Gomlevsky também investe numa articulação entre esse exemplar do classicismo francês do século XVII e a contemporaneidade ao frisar Tartufo como um déspota que impõe, de maneira cruel, suas vontades. O plano é viabilizado por Orgonte, que obriga a própria família a seguir à risca os caprichos do falso religioso Tartufo, finalmente desmoralizado, na peça, por Dorina e Elmira, empregada e esposa de Orgonte. A preocupação em suscitar no espectador conjugações com o aqui/agora – cabe lembrar que O Tartufo rendeu pelo menos uma encenação voltada para o diálogo entre o texto e acontecimentos do seu tempo, a de Ariane Mnouchkine, com o Théâtre du Soleil, na década de 1990 – imprime, no caso da montagem brasileira, um peso dramático à obra de Molière.

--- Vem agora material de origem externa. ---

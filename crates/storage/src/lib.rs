use anyhow::{anyhow, bail, Context, Result};
use async_trait::async_trait;
use chrono::{DateTime, Utc};
use sqlx::{
    sqlite::{SqliteConnectOptions, SqlitePoolOptions, SqliteRow},
    Pool, Row, Sqlite,
};
use std::{
    fs,
    path::{Path, PathBuf},
    str::FromStr,
};
use tracing::debug;

use shared::domain::{Device, DeviceId, Group, GroupId};

const MEMORY_URL: &str = "sqlite::memory:";

/// Persistence seam used by the coordinator loop. Every method is one
/// durable unit: batch writes either land completely or not at all.
#[async_trait]
pub trait CoordinatorStore: Send + Sync {
    async fn list_devices(&self) -> Result<Vec<Device>>;
    async fn list_groups(&self) -> Result<Vec<Group>>;
    async fn get_group(&self, group_id: GroupId) -> Result<Option<Group>>;
    async fn save_groups(&self, groups: &[Group]) -> Result<()>;
    /// Serves a batch of login beacons: appends an audit record and refreshes
    /// `last_seen` for every known device that already belongs to a group.
    /// Unknown and ungrouped devices are skipped.
    async fn record_logins(&self, device_ids: &[DeviceId], at: DateTime<Utc>)
        -> Result<Vec<LoginGrant>>;
}

#[derive(Debug, Clone, PartialEq, Eq)]
pub struct LoginGrant {
    pub device_id: DeviceId,
    pub group_id: GroupId,
}

#[derive(Debug, Clone)]
pub struct NewGroup {
    pub name: String,
    pub album_url: String,
    pub album_id: String,
    pub rollover_delay_minutes: i64,
    pub random_seed: i64,
}

#[derive(Debug, Clone, PartialEq, Eq)]
pub struct LoginRecord {
    pub device_id: DeviceId,
    pub requested_at: DateTime<Utc>,
}

#[derive(Clone)]
pub struct Storage {
    pool: Pool<Sqlite>,
}

impl Storage {
    pub async fn new(database_url: &str) -> Result<Self> {
        ensure_sqlite_parent_dir_exists(database_url)?;

        let connect_options = SqliteConnectOptions::from_str(database_url)?
            .create_if_missing(true)
            .foreign_keys(true);
        // Every in-memory connection is its own database.
        let max_connections = if database_url.starts_with(MEMORY_URL) { 1 } else { 5 };
        let pool = SqlitePoolOptions::new()
            .max_connections(max_connections)
            .connect_with(connect_options)
            .await?;
        sqlx::migrate!("./migrations").run(&pool).await?;
        Ok(Self { pool })
    }

    pub async fn health_check(&self) -> Result<()> {
        let _: i64 = sqlx::query_scalar("SELECT 1")
            .fetch_one(&self.pool)
            .await
            .context("sqlite ping failed")?;
        Ok(())
    }

    pub async fn create_group(&self, new: &NewGroup, created_at: DateTime<Utc>) -> Result<GroupId> {
        let rec = sqlx::query(
            "INSERT INTO groups (name, album_url, album_id, current_asset, last_rollover, last_skip_request, random_seed, rollover_delay_minutes)
             VALUES (?, ?, ?, 0, ?, ?, ?, ?)
             RETURNING id",
        )
        .bind(&new.name)
        .bind(&new.album_url)
        .bind(&new.album_id)
        .bind(created_at)
        .bind(created_at)
        .bind(new.random_seed)
        .bind(new.rollover_delay_minutes)
        .fetch_one(&self.pool)
        .await
        .context("failed to insert group")?;
        Ok(GroupId(rec.get::<i64, _>(0)))
    }

    pub async fn get_group(&self, group_id: GroupId) -> Result<Option<Group>> {
        let row = sqlx::query(
            "SELECT id, name, album_url, album_id, current_asset, last_rollover, last_skip_request, random_seed, rollover_delay_minutes
             FROM groups WHERE id = ?",
        )
        .bind(group_id.0)
        .fetch_optional(&self.pool)
        .await?;
        row.as_ref().map(group_from_row).transpose()
    }

    pub async fn list_groups(&self) -> Result<Vec<Group>> {
        let rows = sqlx::query(
            "SELECT id, name, album_url, album_id, current_asset, last_rollover, last_skip_request, random_seed, rollover_delay_minutes
             FROM groups ORDER BY id ASC",
        )
        .fetch_all(&self.pool)
        .await?;
        rows.iter().map(group_from_row).collect()
    }

    pub async fn save_groups(&self, groups: &[Group]) -> Result<()> {
        let mut tx = self.pool.begin().await?;
        for group in groups {
            let result = sqlx::query(
                "UPDATE groups
                 SET name = ?, album_url = ?, album_id = ?, current_asset = ?, last_rollover = ?,
                     last_skip_request = ?, random_seed = ?, rollover_delay_minutes = ?
                 WHERE id = ?",
            )
            .bind(&group.name)
            .bind(&group.album_url)
            .bind(&group.album_id)
            .bind(group.current_asset)
            .bind(group.last_rollover)
            .bind(group.last_skip_request)
            .bind(group.random_seed)
            .bind(group.rollover_delay_minutes)
            .bind(group.id.0)
            .execute(&mut *tx)
            .await
            .with_context(|| format!("failed to update group {}", group.id))?;
            if result.rows_affected() == 0 {
                // Dropping `tx` rolls back the rows already written.
                bail!("group {} does not exist", group.id);
            }
        }
        tx.commit().await?;
        Ok(())
    }

    pub async fn register_device(
        &self,
        device_id: &DeviceId,
        group_id: Option<GroupId>,
        owner: Option<&str>,
    ) -> Result<()> {
        sqlx::query(
            "INSERT INTO devices (id, group_id, owner) VALUES (?, ?, ?)
             ON CONFLICT(id) DO UPDATE SET group_id = excluded.group_id, owner = excluded.owner",
        )
        .bind(device_id.as_str())
        .bind(group_id.map(|g| g.0))
        .bind(owner)
        .execute(&self.pool)
        .await
        .with_context(|| format!("failed to register device {device_id}"))?;
        Ok(())
    }

    pub async fn get_device(&self, device_id: &DeviceId) -> Result<Option<Device>> {
        let row = sqlx::query("SELECT id, group_id, owner, last_seen FROM devices WHERE id = ?")
            .bind(device_id.as_str())
            .fetch_optional(&self.pool)
            .await?;
        row.as_ref().map(device_from_row).transpose()
    }

    pub async fn list_devices(&self) -> Result<Vec<Device>> {
        let rows = sqlx::query("SELECT id, group_id, owner, last_seen FROM devices ORDER BY id ASC")
            .fetch_all(&self.pool)
            .await?;
        rows.iter().map(device_from_row).collect()
    }

    pub async fn save_device(&self, device: &Device) -> Result<()> {
        let result =
            sqlx::query("UPDATE devices SET group_id = ?, owner = ?, last_seen = ? WHERE id = ?")
                .bind(device.group_id.map(|g| g.0))
                .bind(device.owner.as_deref())
                .bind(device.last_seen)
                .bind(device.id.as_str())
                .execute(&self.pool)
                .await?;
        if result.rows_affected() == 0 {
            bail!("device {} does not exist", device.id);
        }
        Ok(())
    }

    pub async fn record_logins(
        &self,
        device_ids: &[DeviceId],
        at: DateTime<Utc>,
    ) -> Result<Vec<LoginGrant>> {
        let mut grants = Vec::with_capacity(device_ids.len());
        let mut tx = self.pool.begin().await?;
        for device_id in device_ids {
            let row = sqlx::query("SELECT group_id FROM devices WHERE id = ?")
                .bind(device_id.as_str())
                .fetch_optional(&mut *tx)
                .await?;
            let Some(row) = row else {
                debug!(%device_id, "login beacon from unknown device");
                continue;
            };
            let Some(group_id) = row.try_get::<Option<i64>, _>(0)? else {
                debug!(%device_id, "device has no group yet");
                continue;
            };

            sqlx::query("INSERT INTO login_requests (device_id, requested_at) VALUES (?, ?)")
                .bind(device_id.as_str())
                .bind(at)
                .execute(&mut *tx)
                .await?;
            sqlx::query("UPDATE devices SET last_seen = ? WHERE id = ?")
                .bind(at)
                .bind(device_id.as_str())
                .execute(&mut *tx)
                .await?;
            grants.push(LoginGrant {
                device_id: device_id.clone(),
                group_id: GroupId(group_id),
            });
        }
        tx.commit().await.context("failed to commit login batch")?;
        Ok(grants)
    }

    pub async fn list_login_records(
        &self,
        device_id: &DeviceId,
        limit: u32,
    ) -> Result<Vec<LoginRecord>> {
        let rows = sqlx::query(
            "SELECT device_id, requested_at FROM login_requests
             WHERE device_id = ?
             ORDER BY id DESC
             LIMIT ?",
        )
        .bind(device_id.as_str())
        .bind(limit)
        .fetch_all(&self.pool)
        .await?;
        rows.iter()
            .map(|row| {
                Ok(LoginRecord {
                    device_id: parse_device_id(row.try_get::<String, _>(0)?)?,
                    requested_at: row.try_get(1)?,
                })
            })
            .collect()
    }
}

#[async_trait]
impl CoordinatorStore for Storage {
    async fn list_devices(&self) -> Result<Vec<Device>> {
        Storage::list_devices(self).await
    }

    async fn list_groups(&self) -> Result<Vec<Group>> {
        Storage::list_groups(self).await
    }

    async fn get_group(&self, group_id: GroupId) -> Result<Option<Group>> {
        Storage::get_group(self, group_id).await
    }

    async fn save_groups(&self, groups: &[Group]) -> Result<()> {
        Storage::save_groups(self, groups).await
    }

    async fn record_logins(
        &self,
        device_ids: &[DeviceId],
        at: DateTime<Utc>,
    ) -> Result<Vec<LoginGrant>> {
        Storage::record_logins(self, device_ids, at).await
    }
}

fn group_from_row(row: &SqliteRow) -> Result<Group> {
    Ok(Group {
        id: GroupId(row.try_get("id")?),
        name: row.try_get("name")?,
        album_url: row.try_get("album_url")?,
        album_id: row.try_get("album_id")?,
        current_asset: row.try_get("current_asset")?,
        last_rollover: row.try_get("last_rollover")?,
        last_skip_request: row.try_get("last_skip_request")?,
        random_seed: row.try_get("random_seed")?,
        rollover_delay_minutes: row.try_get("rollover_delay_minutes")?,
    })
}

fn device_from_row(row: &SqliteRow) -> Result<Device> {
    Ok(Device {
        id: parse_device_id(row.try_get("id")?)?,
        group_id: row.try_get::<Option<i64>, _>("group_id")?.map(GroupId),
        owner: row.try_get("owner")?,
        last_seen: row.try_get("last_seen")?,
    })
}

fn parse_device_id(raw: String) -> Result<DeviceId> {
    DeviceId::parse(&raw).map_err(|error| anyhow!("stored device id is unusable: {error}"))
}

fn ensure_sqlite_parent_dir_exists(database_url: &str) -> Result<()> {
    let Some(path) = sqlite_path(database_url) else {
        return Ok(());
    };

    let Some(parent) = path.parent() else {
        return Ok(());
    };

    fs::create_dir_all(parent).with_context(|| {
        format!(
            "failed to create parent directory '{}' for database url '{database_url}'",
            parent.display()
        )
    })?;

    Ok(())
}

fn sqlite_path(database_url: &str) -> Option<PathBuf> {
    if database_url.starts_with(MEMORY_URL) || !database_url.starts_with("sqlite:") {
        return None;
    }

    let path = database_url
        .trim_start_matches("sqlite://")
        .trim_start_matches("sqlite:")
        .split('?')
        .next()
        .unwrap_or_default();

    if path.is_empty() {
        return None;
    }

    Some(Path::new(path).to_path_buf())
}

#[cfg(test)]
#[path = "tests/lib_tests.rs"]
mod tests;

Uma contundência característica dos espetáculos da Cia. Teatro Esplendor, reforçada pela música contrastante de Borut Krzisnik. A montagem de Um Tartufo não perde de vista a relevância do texto para a companhia. Apesar de suprimi-lo (no que diz respeito à esfera verbal), estabelece com ele uma conversa – destituída de reverência. Além disso, ao invés de enveredar por uma dramaturgia recente, Gomlevsky, dessa vez, busca inspiração em peça de passado longínquo, ainda que apostando numa abordagem próxima dos dias de hoje. Outra transição: opta, de modo mais radical, por uma cena estilizada, divorciada do registro realista.
A atmosfera decadente, arruinada, da casa de Orgonte é realçada por tapetes gastos, puídos, elementos de destaque da cenografia de Bel Lobo e Bruce Gomlevsky, por uma iluminação densa e algo opaca de Elisa Tandeta e por expressivas sobreposições nos figurinos de Maria Duarte e Márcia Pitanga. O elenco – Yasmin Gomlevsky, Gustavo Damasceno, Thiago Guerrante, Ricardo Lopes, Patricia Callai, Nuaj Del Fiol, Felipe de Barros e Gustavo Luz –, principalmente os dois primeiros, demonstra integração com a linguagem do espetáculo e habilidade na execução de composições físicas exteriorizadas com precisão.
A montagem de Um Tartufo representa uma conciliação entre o elo com o texto e a inquietação no tratamento deste, equilíbrio que joga novas luzes sobre o trabalho de Bruce Gomlevsky como encenador.